Python package for identifying genomic regions with siRNA enrichment. Takes a SCRAM2 alignment file and genome reference (FASTA) as inputs and writes enriched regions to file (FASTA).

Clone repository pip install -e . from root directory

help(sir.extract_enriched_seqs)

extract_enriched_seqs(scram_alignment_file, reference_fa, output_fa, window=200, cutoff=30, abund_count=5, strand_ratio=0.2, padding=30)

scram_alignment_file: Output file of a single alignment length from the SCRAM2 aligner. Generally pick 21 or 22 nt files for siRNAs.

reference_fa: Genome reference file in FASTA format (the same reference as used by the SCRAM2 aligner)

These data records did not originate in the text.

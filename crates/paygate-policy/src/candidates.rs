//! Policy candidate resolution and budget accounting.
//!
//! Candidates are the policies of one (paymaster, chain) pair that admit
//! the sender, evaluated newest-first. Each candidate is checked in two
//! stages: budget headroom, then rules. The first policy clearing both
//! sponsors the operation; otherwise the caller gets every candidate's
//! failure reason, itemized.
//!
//! Budget accounting is pessimistic: committed cost sums the effective cost
//! of every operation the policy accepted in states {pending, signed,
//! executed}, so an operation holds its worst-case estimate against the
//! budget until reconciliation learns the actual cost.

use alloy_primitives::{Address, U256};
use chrono::{DateTime, Utc};
use paygate_chain::erc20::BalanceReader;
use paygate_core::error::{FailureReason, PolicyFailure, SponsorError, SponsorResult, StoreResult};
use paygate_core::store::{OperationStore, PolicyStore, UsageScope};
use paygate_core::types::{Policy, PolicyRule, UserOperation};
use tracing::debug;

use crate::rules::{find_passing_rule, RuleContext};

/// A policy's decision to sponsor an operation.
#[derive(Debug, Clone, PartialEq, Eq)]
pub struct Acceptance {
    /// The accepting policy.
    pub policy: Policy,
    /// The rule that admitted the operation; `None` for a zero-rule policy.
    pub rule: Option<PolicyRule>,
}

/// Resolves which policy, if any, sponsors a submitted operation.
#[derive(Clone, Copy)]
pub struct CandidateResolver<'a> {
    policies: &'a dyn PolicyStore,
    operations: &'a dyn OperationStore,
}

impl<'a> CandidateResolver<'a> {
    /// Creates a resolver over the given stores.
    #[must_use]
    pub const fn new(policies: &'a dyn PolicyStore, operations: &'a dyn OperationStore) -> Self {
        Self {
            policies,
            operations,
        }
    }

    /// Total cost committed against a policy's budget, in wei.
    ///
    /// # Errors
    ///
    /// Returns [`paygate_core::error::StoreError`] when the usage query
    /// fails.
    pub fn committed(&self, policy_id: i64) -> StoreResult<U256> {
        let rows = self.operations.usage(&UsageScope::Policy(policy_id))?;
        Ok(rows.iter().fold(U256::ZERO, |acc, row| acc + row.cost))
    }

    /// Remaining budget headroom of a policy, saturating at zero.
    ///
    /// # Errors
    ///
    /// Returns [`paygate_core::error::StoreError`] when the usage query
    /// fails.
    pub fn headroom(&self, policy: &Policy) -> StoreResult<U256> {
        Ok(policy.budget_wei.saturating_sub(self.committed(policy.id)?))
    }

    /// Resolves the sponsoring policy for `op` on `chain_id`.
    ///
    /// Candidates that admit the sender are evaluated newest-first,
    /// sequentially. A zero-rule policy accepts as soon as it clears the
    /// budget.
    ///
    /// # Errors
    ///
    /// Returns [`SponsorError::NoEligiblePolicy`] when no active policy
    /// admits the sender at all, [`SponsorError::Rejected`] with itemized
    /// per-policy reasons when every candidate declines, and
    /// [`SponsorError::Store`] on persistence failure.
    pub async fn resolve(
        &self,
        paymaster: Address,
        chain_id: u64,
        op: &UserOperation,
        reader: &(impl BalanceReader + ?Sized),
        now: DateTime<Utc>,
    ) -> SponsorResult<Acceptance> {
        let candidates: Vec<Policy> = self
            .policies
            .policies_for(paymaster, chain_id)?
            .into_iter()
            .filter(|policy| policy.admits(op.sender, now))
            .collect();
        if candidates.is_empty() {
            return Err(SponsorError::NoEligiblePolicy {
                paymaster,
                chain_id,
                sender: op.sender,
            });
        }

        let required = op.max_cost();
        let mut failures = Vec::with_capacity(candidates.len());
        for policy in candidates {
            let headroom = self.headroom(&policy)?;
            if required > headroom {
                debug!(
                    policy_id = policy.id,
                    %headroom,
                    %required,
                    "candidate passed over: budget exceeded"
                );
                failures.push(PolicyFailure {
                    policy_id: policy.id,
                    reason: FailureReason::BudgetExceeded { headroom, required },
                });
                continue;
            }

            let rules: Vec<PolicyRule> = self
                .policies
                .rules_for(policy.id)?
                .into_iter()
                .filter(|rule| rule.is_active(now))
                .collect();
            if rules.is_empty() {
                debug!(policy_id = policy.id, "accepted by zero-rule policy");
                return Ok(Acceptance { policy, rule: None });
            }

            let ctx = RuleContext {
                chain_id,
                policy_id: policy.id,
                sender: op.sender,
                candidate_cost: required,
                now,
            };
            match find_passing_rule(&rules, &ctx, self.operations, reader).await {
                Ok(rule) => {
                    debug!(policy_id = policy.id, rule_id = rule.id, "accepted");
                    return Ok(Acceptance {
                        policy,
                        rule: Some(rule),
                    });
                }
                Err(violations) => {
                    failures.push(PolicyFailure {
                        policy_id: policy.id,
                        reason: FailureReason::RulesViolated { violations },
                    });
                }
            }
        }
        Err(SponsorError::Rejected { failures })
    }
}

impl std::fmt::Debug for CandidateResolver<'_> {
    fn fmt(&self, f: &mut std::fmt::Formatter<'_>) -> std::fmt::Result {
        f.debug_struct("CandidateResolver").finish_non_exhaustive()
    }
}

// ============================================================================
// Unit Tests
// ============================================================================
//! Chain access for the Paygate sponsorship service.
//!
//! - [`client`] - The [`client::ChainReader`] trait, its JSON-RPC and mock
//!   implementations
//! - [`registry`] - Per-chain endpoint registry
//! - [`userop`] - Canonical v0.7 operation hashing
//! - [`erc20`] - Token balance reads
//! - [`events`] - Inclusion event decoding
//! - [`search`] - Adaptive block-range search

#![forbid(unsafe_code)]
#![warn(missing_docs)]
#![warn(clippy::all)]
#![warn(clippy::pedantic)]

pub mod client;
pub mod erc20;
pub mod events;
pub mod registry;
pub mod search;
pub mod userop;

pub use client::{ChainReader, HttpChainReader, LogEntry, LogFilter, MockChainReader, TransactionInfo};
pub use registry::EndpointRegistry;
//! Per-chain endpoint registry.
//!
//! Maps a chain id to its [`ChainReader`]. A chain without a configured
//! endpoint is a [`ChainError::NoEndpoint`] at first use, never a default.

use crate::client::{ChainReader, HttpChainReader};
use paygate_core::error::{ChainError, ChainResult};
use std::collections::HashMap;
use std::sync::Arc;

/// Registry of chain readers keyed by chain id.
#[derive(Clone, Default)]
pub struct EndpointRegistry {
    readers: HashMap<u64, Arc<dyn ChainReader>>,
}

impl EndpointRegistry {
    /// Creates an empty registry.
    #[must_use]
    pub fn new() -> Self {
        Self::default()
    }

    /// Builds a registry of HTTP readers from configured endpoint URLs.
    ///
    /// # Errors
    ///
    /// Returns [`ChainError::Transport`] if an HTTP client cannot be built.
    pub fn from_endpoints(endpoints: &HashMap<u64, String>) -> ChainResult<Self> {
        let mut registry = Self::new();
        for (&chain_id, url) in endpoints {
            registry.insert(chain_id, Arc::new(HttpChainReader::new(url.clone())?));
        }
        Ok(registry)
    }

    /// Registers a reader for a chain, replacing any existing one.
    pub fn insert(&mut self, chain_id: u64, reader: Arc<dyn ChainReader>) {
        self.readers.insert(chain_id, reader);
    }

    /// The reader for `chain_id`.
    ///
    /// # Errors
    ///
    /// Returns [`ChainError::NoEndpoint`] when the chain is not configured.
    pub fn reader(&self, chain_id: u64) -> ChainResult<Arc<dyn ChainReader>> {
        self.readers
            .get(&chain_id)
            .cloned()
            .ok_or(ChainError::NoEndpoint { chain_id })
    }

    /// The configured chain ids.
    #[must_use]
    pub fn chain_ids(&self) -> Vec<u64> {
        self.readers.keys().copied().collect()
    }
}

impl std::fmt::Debug for EndpointRegistry {
    fn fmt(&self, f: &mut std::fmt::Formatter<'_>) -> std::fmt::Result {
        f.debug_struct("EndpointRegistry")
            .field("chains", &self.chain_ids())
            .finish()
    }
}

#[cfg(test)]
mod tests {
    #![allow(clippy::unwrap_used)]

    use super::*;
    use crate::client::MockChainReader;

    #[test]
    fn test_missing_chain_is_no_endpoint() {
        let registry = EndpointRegistry::new();
        let err = registry.reader(8453).unwrap_err();
        assert!(matches!(err, ChainError::NoEndpoint { chain_id: 8453 }));
    }

    #[test]
    fn test_insert_and_lookup() {
        let mut registry = EndpointRegistry::new();
        registry.insert(8453, Arc::new(MockChainReader::new(1)));
        assert!(registry.reader(8453).is_ok());
        assert_eq!(registry.chain_ids(), vec![8453]);
    }

    #[test]
    fn test_from_endpoints_builds_http_readers() {
        let mut endpoints = HashMap::new();
        endpoints.insert(1u64, "https://eth.example".to_string());
        let registry = EndpointRegistry::from_endpoints(&endpoints).unwrap();
        assert!(registry.reader(1).is_ok());
        assert!(registry.reader(2).is_err());
    }
}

output_fa: Output file to results identified regions in FASTA format

window: window size in nt to scan in. This will be automatically expanded if enriched windows are adjacent (within len window). Default = 200.

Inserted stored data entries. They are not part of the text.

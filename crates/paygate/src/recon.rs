//! Reconciliation engine.
//!
//! Signed operations leave the service's hands: a bundler may or may not
//! include them before the authorization expires. Each cycle takes the
//! exclusive job lock, fetches a batch of `signed` operations oldest-first,
//! and settles each one against the chain: found and successful becomes
//! `executed` with the actual cost, found and failed becomes `failed`,
//! expired without a trace becomes `expired`, and anything still inside its
//! validity window is left for the next cycle.
//!
//! Per-operation errors (a dead RPC node, a malformed log) are recorded on
//! the operation and counted; they never abort the batch. The heartbeat is
//! refreshed after every operation so a crashed cycle is detectably stale.

use alloy_primitives::Address;
use chrono::{Duration, Utc};
use tracing::{debug, error, info, warn};

use paygate_chain::events::decode_outcome;
use paygate_chain::search::{find_inclusion, SearchParams};
use paygate_chain::EndpointRegistry;
use paygate_core::config::ReconciliationConfig;
use paygate_core::error::{PaygateError, ReconError, StoreError};
use paygate_core::store::{JobAcquire, JobStore, OperationStore};
use paygate_core::types::{JobStatus, OpStatus, SponsoredOperation};

use crate::audit::AuditLogger;

/// Outcome of one reconciliation cycle.
#[derive(Debug, Clone, PartialEq, Eq)]
pub enum CycleOutcome {
    /// Another job holds the lock with a fresh heartbeat.
    Skipped,
    /// The cycle ran its batch to completion.
    Completed {
        /// The finished job's id.
        job_id: i64,
        /// Operations processed.
        processed: u64,
        /// Operations whose reconciliation errored.
        failed: u64,
    },
}

/// The reconciliation engine.
pub struct Reconciler<'a> {
    operations: &'a dyn OperationStore,
    jobs: &'a dyn JobStore,
    chains: &'a EndpointRegistry,
    entry_point: Address,
    config: ReconciliationConfig,
    audit: Option<&'a AuditLogger>,
}

impl<'a> Reconciler<'a> {
    /// Wires the engine to its collaborators.
    pub const fn new(
        operations: &'a dyn OperationStore,
        jobs: &'a dyn JobStore,
        chains: &'a EndpointRegistry,
        entry_point: Address,
        config: ReconciliationConfig,
        audit: Option<&'a AuditLogger>,
    ) -> Self {
        Self {
            operations,
            jobs,
            chains,
            entry_point,
            config,
            audit,
        }
    }

    /// Runs one reconciliation cycle under the exclusive job lock.
    ///
    /// # Errors
    ///
    /// Returns [`ReconError::Lock`] when the lock machinery fails and
    /// [`ReconError::Batch`] when the batch fetch fails; per-operation
    /// failures are counted, not returned.
    pub async fn run_cycle(&self) -> Result<CycleOutcome, ReconError> {
        let now = Utc::now();
        let staleness = Duration::seconds(
            i64::try_from(self.config.staleness_secs).unwrap_or(i64::MAX),
        );
        let job = match self.jobs.acquire(now, staleness).map_err(ReconError::Lock)? {
            JobAcquire::Acquired(job) => job,
            JobAcquire::Busy => {
                debug!("reconciliation lock busy, skipping cycle");
                return Ok(CycleOutcome::Skipped);
            }
        };

        let batch = match self.operations.signed_batch(self.config.batch_size) {
            Ok(batch) => batch,
            Err(e) => {
                let note = e.to_string();
                if let Err(finish_err) =
                    self.jobs.finish(job.id, JobStatus::Failed, Some(&note))
                {
                    warn!(job_id = job.id, error = %finish_err, "failed to release job");
                }
                return Err(ReconError::Batch(e));
            }
        };
        let total = u64::try_from(batch.len()).unwrap_or(u64::MAX);
        self.jobs.begin(job.id, total).map_err(ReconError::Lock)?;
        info!(job_id = job.id, total, "reconciliation cycle started");

        let mut processed = 0u64;
        let mut failed = 0u64;
        for op in batch {
            if let Err(e) = self.reconcile_op(&op).await {
                failed += 1;
                let note = format!("reconciliation error: {e}");
                warn!(operation_id = op.id, chain_id = op.chain_id, %note, "operation not settled");
                if let Err(note_err) = self.operations.append_note(op.id, &note) {
                    warn!(operation_id = op.id, error = %note_err, "failed to record note");
                }
            }
            processed += 1;
            if let Err(e) = self.jobs.heartbeat(job.id, processed, failed) {
                warn!(job_id = job.id, error = %e, "heartbeat update failed");
            }
        }

        self.jobs
            .finish(job.id, JobStatus::Completed, None)
            .map_err(ReconError::Lock)?;
        info!(job_id = job.id, processed, failed, "reconciliation cycle finished");
        Ok(CycleOutcome::Completed {
            job_id: job.id,
            processed,
            failed,
        })
    }

    /// Settles one signed operation against its chain.
    async fn reconcile_op(&self, op: &SponsoredOperation) -> Result<(), PaygateError> {
        let reader = self.chains.reader(op.chain_id)?;
        let Some(hash) = op.hash else {
            return Err(StoreError::backend(format!(
                "signed operation {} has no hash",
                op.id
            ))
            .into());
        };

        let signed_at = u64::try_from(op.created_at.timestamp().max(0)).unwrap_or(0);
        let params = SearchParams {
            chunk_size: self.config.chunk_size,
            safety_buffer: self.config.safety_buffer,
            sample_depth: self.config.sample_depth,
        };
        let found = find_inclusion(
            reader.as_ref(),
            self.entry_point,
            hash,
            signed_at,
            op.valid_until,
            &params,
        )
        .await?;

        match found {
            Some(log) => {
                let outcome = decode_outcome(&log)?;
                if let Ok(Some(tx)) = reader.transaction(log.transaction_hash).await {
                    debug!(
                        operation_id = op.id,
                        bundler = %tx.from,
                        gas_price = %tx.gas_price,
                        "including transaction"
                    );
                }
                if outcome.success {
                    self.operations.mark_executed(op.id, outcome.actual_gas_cost)?;
                    self.audit_transition(op, OpStatus::Executed, None);
                    info!(
                        operation_id = op.id,
                        actual_cost = %outcome.actual_gas_cost,
                        block = outcome.block_number,
                        "operation executed"
                    );
                } else {
                    self.operations
                        .mark_failed(op.id, Some(outcome.actual_gas_cost))?;
                    self.audit_transition(op, OpStatus::Failed, Some("on-chain failure"));
                    info!(
                        operation_id = op.id,
                        actual_cost = %outcome.actual_gas_cost,
                        block = outcome.block_number,
                        "operation failed on-chain"
                    );
                }
            }
            None => {
                let now_secs = u64::try_from(Utc::now().timestamp().max(0)).unwrap_or(0);
                if op.is_expired_at(now_secs) {
                    self.operations.mark_expired(op.id)?;
                    self.audit_transition(op, OpStatus::Expired, None);
                    info!(operation_id = op.id, "operation expired without inclusion");
                } else {
                    debug!(operation_id = op.id, "still within validity window");
                }
            }
        }
        Ok(())
    }

    fn audit_transition(&self, op: &SponsoredOperation, to: OpStatus, note: Option<&str>) {
        if let Some(audit) = self.audit {
            if let Err(e) =
                audit.log_transition(op.id, op.chain_id, op.hash, OpStatus::Signed, to, note)
            {
                warn!(operation_id = op.id, error = %e, "audit log append failed");
            }
        }
    }

    /// Runs cycles forever at the configured interval. Cycle failures are
    /// logged and the next tick proceeds.
    pub async fn run_scheduler(&self) {
        let period = std::time::Duration::from_secs(self.config.interval_secs);
        let mut ticker = tokio::time::interval(period);
        loop {
            ticker.tick().await;
            match self.run_cycle().await {
                Ok(CycleOutcome::Skipped) => {}
                Ok(CycleOutcome::Completed {
                    job_id,
                    processed,
                    failed,
                }) => {
                    debug!(job_id, processed, failed, "cycle complete");
                }
                Err(e) => {
                    error!(error = %e, "reconciliation cycle failed");
                }
            }
        }
    }
}

impl std::fmt::Debug for Reconciler<'_> {
    fn fmt(&self, f: &mut std::fmt::Formatter<'_>) -> std::fmt::Result {
        f.debug_struct("Reconciler")
            .field("entry_point", &self.entry_point)
            .field("config", &self.config)
            .finish_non_exhaustive()
    }
}

// ============================================================================
// Unit Tests
// ============================================================================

cutoff: Minimum alignment count for an siRNA to be included in identification. Default = 30.

abund_count: Minimum number of the siRNAs with an alignment count above cutoff for a window to be identified as an enriched region. Default = 5.

strand_ratio: Minimum ratio of abund_count of siRNAs on the lower abundance strand. Prevents identification of degraded single-stranded RNA regions. Default = 0.2.

padding: number of nucleotides to added to each end of the window for writing to file. Default = 30.